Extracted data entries
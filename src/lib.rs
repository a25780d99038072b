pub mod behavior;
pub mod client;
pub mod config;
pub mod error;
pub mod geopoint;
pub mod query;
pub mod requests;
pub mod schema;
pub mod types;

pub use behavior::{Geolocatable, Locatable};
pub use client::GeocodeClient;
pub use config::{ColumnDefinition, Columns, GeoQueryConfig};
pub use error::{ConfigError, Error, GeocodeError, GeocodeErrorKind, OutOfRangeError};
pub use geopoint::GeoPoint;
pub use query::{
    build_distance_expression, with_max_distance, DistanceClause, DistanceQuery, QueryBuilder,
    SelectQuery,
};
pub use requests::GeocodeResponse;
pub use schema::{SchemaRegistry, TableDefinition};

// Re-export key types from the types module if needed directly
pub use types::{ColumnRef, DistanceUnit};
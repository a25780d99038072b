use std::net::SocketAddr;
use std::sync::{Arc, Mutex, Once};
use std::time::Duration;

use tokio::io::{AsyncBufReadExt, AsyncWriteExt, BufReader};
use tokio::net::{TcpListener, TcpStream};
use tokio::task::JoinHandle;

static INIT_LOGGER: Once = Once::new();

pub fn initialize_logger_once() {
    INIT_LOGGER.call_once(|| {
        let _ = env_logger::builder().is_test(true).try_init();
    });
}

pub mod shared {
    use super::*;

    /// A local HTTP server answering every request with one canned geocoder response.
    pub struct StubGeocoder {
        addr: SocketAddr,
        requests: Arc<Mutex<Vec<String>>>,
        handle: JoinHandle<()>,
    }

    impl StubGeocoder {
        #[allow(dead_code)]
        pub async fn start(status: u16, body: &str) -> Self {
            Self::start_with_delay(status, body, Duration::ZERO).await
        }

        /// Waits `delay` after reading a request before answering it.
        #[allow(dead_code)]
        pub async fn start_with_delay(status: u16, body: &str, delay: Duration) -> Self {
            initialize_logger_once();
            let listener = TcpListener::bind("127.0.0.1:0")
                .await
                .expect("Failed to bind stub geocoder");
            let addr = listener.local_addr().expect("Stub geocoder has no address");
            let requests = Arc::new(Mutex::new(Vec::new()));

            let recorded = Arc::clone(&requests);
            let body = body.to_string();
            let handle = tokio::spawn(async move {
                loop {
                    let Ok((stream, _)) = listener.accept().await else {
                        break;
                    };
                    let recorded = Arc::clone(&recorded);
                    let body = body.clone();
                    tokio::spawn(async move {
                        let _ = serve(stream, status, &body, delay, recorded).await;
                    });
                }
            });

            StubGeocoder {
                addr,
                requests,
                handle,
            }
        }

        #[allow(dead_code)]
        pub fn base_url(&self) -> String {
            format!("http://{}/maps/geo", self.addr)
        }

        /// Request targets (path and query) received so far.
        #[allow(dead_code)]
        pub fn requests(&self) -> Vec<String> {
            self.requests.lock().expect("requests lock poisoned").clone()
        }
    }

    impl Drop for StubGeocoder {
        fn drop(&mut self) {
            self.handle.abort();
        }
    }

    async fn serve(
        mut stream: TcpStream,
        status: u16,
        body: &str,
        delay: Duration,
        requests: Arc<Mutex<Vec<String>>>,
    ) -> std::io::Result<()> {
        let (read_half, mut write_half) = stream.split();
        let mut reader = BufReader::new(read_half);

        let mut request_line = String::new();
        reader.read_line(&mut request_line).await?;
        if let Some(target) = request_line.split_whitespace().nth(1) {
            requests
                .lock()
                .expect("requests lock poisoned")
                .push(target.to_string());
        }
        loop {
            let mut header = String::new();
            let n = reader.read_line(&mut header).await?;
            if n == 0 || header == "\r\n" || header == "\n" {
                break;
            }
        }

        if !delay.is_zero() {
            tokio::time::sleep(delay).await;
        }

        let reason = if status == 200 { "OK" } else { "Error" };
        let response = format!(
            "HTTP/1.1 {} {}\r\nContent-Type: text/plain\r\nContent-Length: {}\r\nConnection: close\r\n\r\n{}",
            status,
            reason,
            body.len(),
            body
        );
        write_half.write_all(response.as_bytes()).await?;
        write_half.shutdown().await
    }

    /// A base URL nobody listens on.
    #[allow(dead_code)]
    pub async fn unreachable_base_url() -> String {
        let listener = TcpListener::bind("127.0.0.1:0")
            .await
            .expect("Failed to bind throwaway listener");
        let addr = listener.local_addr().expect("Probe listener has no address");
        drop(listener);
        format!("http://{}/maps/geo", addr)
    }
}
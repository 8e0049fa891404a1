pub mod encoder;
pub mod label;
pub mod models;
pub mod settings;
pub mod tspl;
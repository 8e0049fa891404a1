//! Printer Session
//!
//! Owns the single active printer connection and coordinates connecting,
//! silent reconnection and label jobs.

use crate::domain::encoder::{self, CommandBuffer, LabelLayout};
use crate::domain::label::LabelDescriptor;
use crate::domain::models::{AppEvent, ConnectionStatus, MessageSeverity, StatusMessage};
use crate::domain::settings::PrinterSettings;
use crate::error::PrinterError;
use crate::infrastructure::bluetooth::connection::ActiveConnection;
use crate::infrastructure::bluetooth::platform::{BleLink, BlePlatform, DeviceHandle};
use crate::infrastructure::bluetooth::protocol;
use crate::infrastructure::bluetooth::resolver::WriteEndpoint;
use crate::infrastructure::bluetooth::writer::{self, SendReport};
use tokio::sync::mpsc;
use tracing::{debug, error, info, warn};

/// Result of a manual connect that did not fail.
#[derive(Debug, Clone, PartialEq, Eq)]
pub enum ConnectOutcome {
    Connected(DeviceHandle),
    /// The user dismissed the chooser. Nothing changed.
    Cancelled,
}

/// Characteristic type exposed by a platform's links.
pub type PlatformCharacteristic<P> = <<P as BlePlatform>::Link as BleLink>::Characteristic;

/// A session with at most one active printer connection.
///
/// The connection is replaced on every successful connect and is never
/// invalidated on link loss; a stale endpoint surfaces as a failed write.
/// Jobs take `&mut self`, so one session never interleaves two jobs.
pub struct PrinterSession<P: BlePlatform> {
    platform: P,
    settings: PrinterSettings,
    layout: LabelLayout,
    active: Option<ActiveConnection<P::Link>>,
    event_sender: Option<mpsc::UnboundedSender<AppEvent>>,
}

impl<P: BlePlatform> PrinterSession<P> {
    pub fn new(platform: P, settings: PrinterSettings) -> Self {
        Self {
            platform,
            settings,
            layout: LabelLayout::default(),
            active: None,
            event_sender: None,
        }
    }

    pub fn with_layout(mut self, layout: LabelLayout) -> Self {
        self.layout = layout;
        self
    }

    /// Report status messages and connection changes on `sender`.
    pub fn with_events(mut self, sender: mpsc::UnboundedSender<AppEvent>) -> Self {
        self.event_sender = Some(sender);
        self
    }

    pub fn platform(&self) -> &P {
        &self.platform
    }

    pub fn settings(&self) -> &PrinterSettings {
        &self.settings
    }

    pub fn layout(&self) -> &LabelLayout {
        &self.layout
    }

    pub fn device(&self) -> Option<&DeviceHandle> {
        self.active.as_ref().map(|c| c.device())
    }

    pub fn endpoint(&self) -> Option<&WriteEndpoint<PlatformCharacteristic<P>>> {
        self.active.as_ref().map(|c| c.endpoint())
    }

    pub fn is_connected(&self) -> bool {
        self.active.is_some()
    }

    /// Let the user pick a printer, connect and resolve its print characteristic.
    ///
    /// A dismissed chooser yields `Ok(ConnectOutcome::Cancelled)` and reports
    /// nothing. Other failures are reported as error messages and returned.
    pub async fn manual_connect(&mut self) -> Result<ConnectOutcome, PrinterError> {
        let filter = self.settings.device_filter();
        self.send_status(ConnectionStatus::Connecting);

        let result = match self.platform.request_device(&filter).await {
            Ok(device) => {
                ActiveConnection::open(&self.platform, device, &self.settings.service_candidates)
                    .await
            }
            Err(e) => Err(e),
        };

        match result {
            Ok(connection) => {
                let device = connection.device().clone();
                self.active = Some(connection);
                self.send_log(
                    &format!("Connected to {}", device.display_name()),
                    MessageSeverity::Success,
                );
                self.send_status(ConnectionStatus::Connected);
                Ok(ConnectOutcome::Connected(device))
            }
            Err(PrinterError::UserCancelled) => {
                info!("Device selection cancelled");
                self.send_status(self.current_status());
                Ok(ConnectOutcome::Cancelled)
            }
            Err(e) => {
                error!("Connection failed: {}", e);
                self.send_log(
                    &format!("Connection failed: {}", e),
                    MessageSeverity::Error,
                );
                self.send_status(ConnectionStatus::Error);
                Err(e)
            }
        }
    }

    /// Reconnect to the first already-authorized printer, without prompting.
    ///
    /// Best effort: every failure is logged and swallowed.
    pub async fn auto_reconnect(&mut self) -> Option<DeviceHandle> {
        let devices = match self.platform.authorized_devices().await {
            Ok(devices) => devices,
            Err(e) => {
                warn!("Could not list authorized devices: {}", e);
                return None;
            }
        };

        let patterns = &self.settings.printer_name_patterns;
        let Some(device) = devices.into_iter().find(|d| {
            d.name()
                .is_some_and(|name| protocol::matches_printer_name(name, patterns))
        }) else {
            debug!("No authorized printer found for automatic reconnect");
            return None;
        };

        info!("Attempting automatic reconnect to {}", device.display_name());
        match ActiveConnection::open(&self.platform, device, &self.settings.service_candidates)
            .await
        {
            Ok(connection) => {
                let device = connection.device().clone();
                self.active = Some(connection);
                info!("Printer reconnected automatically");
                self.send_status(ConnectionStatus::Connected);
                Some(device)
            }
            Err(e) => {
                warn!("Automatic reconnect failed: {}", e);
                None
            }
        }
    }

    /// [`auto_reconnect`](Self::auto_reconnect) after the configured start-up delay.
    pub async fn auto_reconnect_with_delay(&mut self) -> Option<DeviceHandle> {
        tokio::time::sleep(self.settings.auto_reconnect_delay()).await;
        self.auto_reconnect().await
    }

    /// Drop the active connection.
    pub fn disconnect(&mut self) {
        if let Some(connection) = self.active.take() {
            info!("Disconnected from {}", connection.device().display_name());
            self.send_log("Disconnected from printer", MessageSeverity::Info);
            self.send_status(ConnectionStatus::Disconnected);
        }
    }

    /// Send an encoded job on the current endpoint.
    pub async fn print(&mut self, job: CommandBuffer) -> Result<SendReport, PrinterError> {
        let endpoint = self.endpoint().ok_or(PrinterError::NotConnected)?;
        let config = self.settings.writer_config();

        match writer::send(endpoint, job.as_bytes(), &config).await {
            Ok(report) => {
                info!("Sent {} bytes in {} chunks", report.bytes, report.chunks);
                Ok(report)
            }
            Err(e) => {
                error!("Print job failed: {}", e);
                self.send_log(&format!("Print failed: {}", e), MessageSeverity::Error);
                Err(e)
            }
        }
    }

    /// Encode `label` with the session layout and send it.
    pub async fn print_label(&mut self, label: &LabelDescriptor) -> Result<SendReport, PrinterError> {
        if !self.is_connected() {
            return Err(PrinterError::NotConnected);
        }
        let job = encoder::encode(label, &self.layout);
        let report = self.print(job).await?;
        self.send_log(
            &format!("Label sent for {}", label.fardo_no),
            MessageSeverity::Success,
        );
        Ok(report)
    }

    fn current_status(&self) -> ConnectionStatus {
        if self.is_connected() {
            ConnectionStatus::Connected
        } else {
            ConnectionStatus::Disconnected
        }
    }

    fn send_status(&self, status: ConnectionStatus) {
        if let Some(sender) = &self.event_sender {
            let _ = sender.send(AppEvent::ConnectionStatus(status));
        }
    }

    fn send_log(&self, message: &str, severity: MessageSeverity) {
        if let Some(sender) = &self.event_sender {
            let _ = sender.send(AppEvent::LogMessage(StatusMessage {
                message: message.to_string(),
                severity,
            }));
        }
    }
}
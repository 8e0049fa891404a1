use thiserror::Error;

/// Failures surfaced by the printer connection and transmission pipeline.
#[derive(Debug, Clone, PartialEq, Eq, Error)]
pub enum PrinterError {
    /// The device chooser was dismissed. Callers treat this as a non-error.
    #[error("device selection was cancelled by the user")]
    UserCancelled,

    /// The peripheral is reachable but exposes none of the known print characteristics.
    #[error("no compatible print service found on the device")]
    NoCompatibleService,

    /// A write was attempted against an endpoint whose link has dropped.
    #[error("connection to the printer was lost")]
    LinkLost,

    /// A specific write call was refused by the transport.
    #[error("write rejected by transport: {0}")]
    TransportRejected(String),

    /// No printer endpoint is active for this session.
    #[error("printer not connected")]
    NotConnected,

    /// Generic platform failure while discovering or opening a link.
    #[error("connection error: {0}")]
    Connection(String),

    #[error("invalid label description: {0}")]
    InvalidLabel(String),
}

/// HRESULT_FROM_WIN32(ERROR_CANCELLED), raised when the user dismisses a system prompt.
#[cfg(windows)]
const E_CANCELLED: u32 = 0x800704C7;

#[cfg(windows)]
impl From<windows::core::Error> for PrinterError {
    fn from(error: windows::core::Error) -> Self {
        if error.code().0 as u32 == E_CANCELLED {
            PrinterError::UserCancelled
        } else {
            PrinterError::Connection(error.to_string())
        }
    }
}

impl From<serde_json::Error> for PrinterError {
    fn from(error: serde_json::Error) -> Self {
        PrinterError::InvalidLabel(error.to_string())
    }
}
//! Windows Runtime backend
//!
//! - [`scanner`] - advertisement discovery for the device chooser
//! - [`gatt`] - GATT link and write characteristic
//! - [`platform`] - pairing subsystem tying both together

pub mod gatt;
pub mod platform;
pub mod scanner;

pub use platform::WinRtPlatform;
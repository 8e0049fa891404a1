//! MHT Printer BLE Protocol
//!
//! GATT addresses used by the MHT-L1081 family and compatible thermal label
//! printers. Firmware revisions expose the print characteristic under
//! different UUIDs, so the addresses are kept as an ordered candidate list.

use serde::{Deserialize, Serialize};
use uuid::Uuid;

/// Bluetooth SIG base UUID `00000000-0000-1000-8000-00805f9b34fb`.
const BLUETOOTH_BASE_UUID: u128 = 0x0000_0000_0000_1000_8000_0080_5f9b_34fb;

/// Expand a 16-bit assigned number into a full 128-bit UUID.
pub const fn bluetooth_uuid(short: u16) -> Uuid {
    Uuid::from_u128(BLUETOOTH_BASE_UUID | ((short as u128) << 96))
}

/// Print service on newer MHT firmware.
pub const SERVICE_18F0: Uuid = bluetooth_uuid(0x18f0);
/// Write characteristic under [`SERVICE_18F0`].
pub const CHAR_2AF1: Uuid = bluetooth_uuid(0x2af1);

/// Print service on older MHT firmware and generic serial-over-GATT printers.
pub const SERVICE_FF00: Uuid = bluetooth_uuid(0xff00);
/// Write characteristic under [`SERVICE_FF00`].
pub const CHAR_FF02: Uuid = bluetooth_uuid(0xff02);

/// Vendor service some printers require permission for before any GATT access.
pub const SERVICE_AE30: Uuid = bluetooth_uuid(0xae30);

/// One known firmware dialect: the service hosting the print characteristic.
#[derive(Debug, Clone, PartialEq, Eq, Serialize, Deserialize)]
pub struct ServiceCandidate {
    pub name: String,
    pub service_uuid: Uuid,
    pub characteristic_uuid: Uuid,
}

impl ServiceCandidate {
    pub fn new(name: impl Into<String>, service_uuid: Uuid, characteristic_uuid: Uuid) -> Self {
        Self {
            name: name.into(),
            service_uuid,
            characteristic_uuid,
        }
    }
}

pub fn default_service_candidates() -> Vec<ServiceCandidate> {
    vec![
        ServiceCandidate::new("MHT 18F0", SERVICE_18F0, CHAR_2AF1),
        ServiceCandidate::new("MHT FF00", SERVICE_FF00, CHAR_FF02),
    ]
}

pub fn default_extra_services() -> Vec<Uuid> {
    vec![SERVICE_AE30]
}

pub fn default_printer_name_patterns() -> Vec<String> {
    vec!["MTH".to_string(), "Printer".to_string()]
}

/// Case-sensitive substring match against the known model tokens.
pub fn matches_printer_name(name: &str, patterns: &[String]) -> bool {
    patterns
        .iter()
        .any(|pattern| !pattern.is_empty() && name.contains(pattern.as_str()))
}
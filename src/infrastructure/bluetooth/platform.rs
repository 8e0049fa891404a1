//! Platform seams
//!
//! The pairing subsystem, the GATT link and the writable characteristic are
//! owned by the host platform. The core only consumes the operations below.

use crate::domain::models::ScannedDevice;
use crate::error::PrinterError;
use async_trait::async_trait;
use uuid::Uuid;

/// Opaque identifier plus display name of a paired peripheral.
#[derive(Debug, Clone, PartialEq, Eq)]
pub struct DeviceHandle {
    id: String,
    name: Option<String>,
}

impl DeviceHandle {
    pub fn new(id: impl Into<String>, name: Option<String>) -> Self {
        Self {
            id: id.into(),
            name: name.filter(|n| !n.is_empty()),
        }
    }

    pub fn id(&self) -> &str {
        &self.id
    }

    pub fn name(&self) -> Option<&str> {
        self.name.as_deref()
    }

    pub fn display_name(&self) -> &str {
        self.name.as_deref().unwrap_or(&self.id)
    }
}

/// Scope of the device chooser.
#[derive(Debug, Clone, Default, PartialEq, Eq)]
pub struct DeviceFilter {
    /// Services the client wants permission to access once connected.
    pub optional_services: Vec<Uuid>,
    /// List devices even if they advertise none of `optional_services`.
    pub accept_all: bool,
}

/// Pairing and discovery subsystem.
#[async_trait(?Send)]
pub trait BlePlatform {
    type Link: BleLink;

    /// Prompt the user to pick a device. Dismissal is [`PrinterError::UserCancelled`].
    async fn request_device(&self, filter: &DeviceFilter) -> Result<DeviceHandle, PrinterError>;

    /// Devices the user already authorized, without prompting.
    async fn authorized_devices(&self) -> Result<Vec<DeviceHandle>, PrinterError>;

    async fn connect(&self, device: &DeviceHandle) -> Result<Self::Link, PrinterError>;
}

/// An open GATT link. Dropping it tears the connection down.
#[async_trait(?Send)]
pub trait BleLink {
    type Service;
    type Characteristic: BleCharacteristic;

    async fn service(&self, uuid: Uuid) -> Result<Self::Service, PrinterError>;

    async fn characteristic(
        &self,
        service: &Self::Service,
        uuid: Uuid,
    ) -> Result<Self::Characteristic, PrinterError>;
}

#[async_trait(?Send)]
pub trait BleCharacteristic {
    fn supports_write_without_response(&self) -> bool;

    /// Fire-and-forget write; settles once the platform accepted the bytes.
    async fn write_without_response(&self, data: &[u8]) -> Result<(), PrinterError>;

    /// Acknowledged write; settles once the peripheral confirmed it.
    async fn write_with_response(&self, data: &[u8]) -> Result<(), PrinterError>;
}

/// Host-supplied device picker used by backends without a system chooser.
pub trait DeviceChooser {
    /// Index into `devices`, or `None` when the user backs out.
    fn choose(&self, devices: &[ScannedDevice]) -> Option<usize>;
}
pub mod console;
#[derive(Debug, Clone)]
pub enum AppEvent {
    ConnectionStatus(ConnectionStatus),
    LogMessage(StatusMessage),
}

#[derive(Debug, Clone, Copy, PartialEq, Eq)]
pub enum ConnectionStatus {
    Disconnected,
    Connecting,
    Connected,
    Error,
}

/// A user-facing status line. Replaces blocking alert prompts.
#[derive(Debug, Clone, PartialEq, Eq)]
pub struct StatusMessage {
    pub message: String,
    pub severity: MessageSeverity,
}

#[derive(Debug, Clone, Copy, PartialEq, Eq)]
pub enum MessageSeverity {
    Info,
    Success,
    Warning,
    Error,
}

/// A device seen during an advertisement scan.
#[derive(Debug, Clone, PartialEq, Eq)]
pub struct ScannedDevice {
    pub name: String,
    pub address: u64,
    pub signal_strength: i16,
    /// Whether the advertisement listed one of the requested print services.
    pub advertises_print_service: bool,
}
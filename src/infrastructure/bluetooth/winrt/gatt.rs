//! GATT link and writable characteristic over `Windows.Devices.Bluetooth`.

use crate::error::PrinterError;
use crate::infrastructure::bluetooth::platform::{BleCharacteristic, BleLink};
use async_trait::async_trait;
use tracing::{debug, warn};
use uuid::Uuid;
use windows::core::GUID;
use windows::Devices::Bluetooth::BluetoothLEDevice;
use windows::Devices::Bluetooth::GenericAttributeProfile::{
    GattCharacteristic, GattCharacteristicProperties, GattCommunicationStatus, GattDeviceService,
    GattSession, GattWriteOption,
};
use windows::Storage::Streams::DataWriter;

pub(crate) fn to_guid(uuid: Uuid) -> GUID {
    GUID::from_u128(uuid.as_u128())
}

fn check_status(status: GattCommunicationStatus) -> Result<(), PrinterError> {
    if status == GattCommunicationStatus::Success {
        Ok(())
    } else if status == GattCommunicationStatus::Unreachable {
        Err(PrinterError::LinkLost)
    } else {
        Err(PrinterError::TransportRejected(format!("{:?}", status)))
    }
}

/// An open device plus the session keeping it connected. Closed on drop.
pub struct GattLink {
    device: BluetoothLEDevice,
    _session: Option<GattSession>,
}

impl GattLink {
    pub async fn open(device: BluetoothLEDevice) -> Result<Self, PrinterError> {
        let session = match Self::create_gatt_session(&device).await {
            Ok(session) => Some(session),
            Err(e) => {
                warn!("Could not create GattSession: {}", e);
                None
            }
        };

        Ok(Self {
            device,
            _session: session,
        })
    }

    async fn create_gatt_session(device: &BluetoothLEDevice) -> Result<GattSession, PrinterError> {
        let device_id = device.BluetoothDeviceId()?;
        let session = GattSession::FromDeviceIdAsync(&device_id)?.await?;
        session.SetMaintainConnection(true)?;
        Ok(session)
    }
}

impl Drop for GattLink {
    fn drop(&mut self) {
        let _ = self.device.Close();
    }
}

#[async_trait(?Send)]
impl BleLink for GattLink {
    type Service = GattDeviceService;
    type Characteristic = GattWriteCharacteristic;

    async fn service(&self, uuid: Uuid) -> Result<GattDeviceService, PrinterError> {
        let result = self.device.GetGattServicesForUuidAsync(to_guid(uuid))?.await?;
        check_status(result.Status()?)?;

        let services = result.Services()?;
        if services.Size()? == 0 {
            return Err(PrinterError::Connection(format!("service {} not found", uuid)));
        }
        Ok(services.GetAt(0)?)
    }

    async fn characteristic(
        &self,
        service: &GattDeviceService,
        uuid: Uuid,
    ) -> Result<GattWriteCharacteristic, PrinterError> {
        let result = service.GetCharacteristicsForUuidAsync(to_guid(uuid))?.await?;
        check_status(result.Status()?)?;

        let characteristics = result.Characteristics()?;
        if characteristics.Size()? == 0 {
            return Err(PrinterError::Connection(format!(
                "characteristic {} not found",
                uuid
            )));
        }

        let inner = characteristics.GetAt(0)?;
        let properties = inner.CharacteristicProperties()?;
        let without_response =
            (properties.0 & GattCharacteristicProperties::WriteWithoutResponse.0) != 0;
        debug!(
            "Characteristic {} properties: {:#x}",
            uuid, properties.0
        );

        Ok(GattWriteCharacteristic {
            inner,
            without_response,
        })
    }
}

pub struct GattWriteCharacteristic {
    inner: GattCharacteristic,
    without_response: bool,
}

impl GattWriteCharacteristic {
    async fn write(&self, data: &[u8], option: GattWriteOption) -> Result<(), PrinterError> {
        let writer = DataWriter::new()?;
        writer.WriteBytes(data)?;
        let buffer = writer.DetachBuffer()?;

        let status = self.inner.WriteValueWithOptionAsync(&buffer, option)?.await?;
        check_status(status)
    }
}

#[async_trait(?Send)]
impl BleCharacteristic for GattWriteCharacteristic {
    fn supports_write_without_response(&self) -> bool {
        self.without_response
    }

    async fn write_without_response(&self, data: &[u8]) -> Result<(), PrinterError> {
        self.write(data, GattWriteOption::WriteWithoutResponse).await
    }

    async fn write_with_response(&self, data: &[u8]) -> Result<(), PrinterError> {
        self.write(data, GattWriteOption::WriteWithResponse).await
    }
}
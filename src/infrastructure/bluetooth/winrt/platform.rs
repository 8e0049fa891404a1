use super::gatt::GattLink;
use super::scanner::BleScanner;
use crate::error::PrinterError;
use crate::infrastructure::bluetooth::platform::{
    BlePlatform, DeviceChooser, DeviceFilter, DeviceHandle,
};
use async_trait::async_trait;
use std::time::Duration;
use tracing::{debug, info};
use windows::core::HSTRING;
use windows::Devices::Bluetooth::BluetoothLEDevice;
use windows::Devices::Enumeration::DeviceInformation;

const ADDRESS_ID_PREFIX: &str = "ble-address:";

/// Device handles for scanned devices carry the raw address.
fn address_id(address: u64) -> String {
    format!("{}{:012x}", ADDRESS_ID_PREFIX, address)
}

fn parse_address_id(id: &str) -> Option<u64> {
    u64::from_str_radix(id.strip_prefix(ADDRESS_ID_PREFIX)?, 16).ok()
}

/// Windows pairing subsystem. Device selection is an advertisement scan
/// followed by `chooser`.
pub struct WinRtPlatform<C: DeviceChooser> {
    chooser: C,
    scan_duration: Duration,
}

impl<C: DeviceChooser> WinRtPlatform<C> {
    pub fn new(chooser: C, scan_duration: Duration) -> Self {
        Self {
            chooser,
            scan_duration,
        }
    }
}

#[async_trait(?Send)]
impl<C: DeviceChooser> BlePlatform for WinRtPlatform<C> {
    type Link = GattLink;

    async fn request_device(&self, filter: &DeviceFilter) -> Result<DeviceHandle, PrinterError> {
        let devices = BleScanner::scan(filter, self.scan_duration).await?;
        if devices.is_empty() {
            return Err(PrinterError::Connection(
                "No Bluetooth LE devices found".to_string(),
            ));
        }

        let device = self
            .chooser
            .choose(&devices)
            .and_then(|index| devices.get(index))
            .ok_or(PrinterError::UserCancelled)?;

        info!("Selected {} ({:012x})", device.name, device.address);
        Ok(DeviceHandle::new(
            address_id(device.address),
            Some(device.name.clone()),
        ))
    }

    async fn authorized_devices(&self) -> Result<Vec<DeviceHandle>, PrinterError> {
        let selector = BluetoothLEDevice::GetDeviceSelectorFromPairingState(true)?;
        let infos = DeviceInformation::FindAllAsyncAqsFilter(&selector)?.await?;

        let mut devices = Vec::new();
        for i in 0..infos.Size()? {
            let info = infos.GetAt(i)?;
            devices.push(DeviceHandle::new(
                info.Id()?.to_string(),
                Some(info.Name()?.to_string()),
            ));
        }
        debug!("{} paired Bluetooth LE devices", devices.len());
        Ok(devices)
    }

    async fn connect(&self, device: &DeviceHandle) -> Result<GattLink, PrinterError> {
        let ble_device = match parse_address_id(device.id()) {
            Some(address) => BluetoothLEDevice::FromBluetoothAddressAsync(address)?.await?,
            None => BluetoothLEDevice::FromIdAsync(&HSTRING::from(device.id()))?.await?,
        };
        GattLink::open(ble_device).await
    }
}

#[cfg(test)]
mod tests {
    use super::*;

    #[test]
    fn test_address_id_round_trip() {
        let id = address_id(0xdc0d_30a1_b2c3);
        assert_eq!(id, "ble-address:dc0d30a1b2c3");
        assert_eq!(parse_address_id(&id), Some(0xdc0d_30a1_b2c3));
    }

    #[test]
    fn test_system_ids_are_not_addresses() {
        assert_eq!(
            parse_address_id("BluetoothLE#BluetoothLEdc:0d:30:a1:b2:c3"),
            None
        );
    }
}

* [Task directions]: Look over the records above and copy each line that includes the string "answering".

* [Output for this task]:
    /// A local HTTP server answering every request with one canned geocoder response.
        /// Waits `delay` after reading a request before answering it.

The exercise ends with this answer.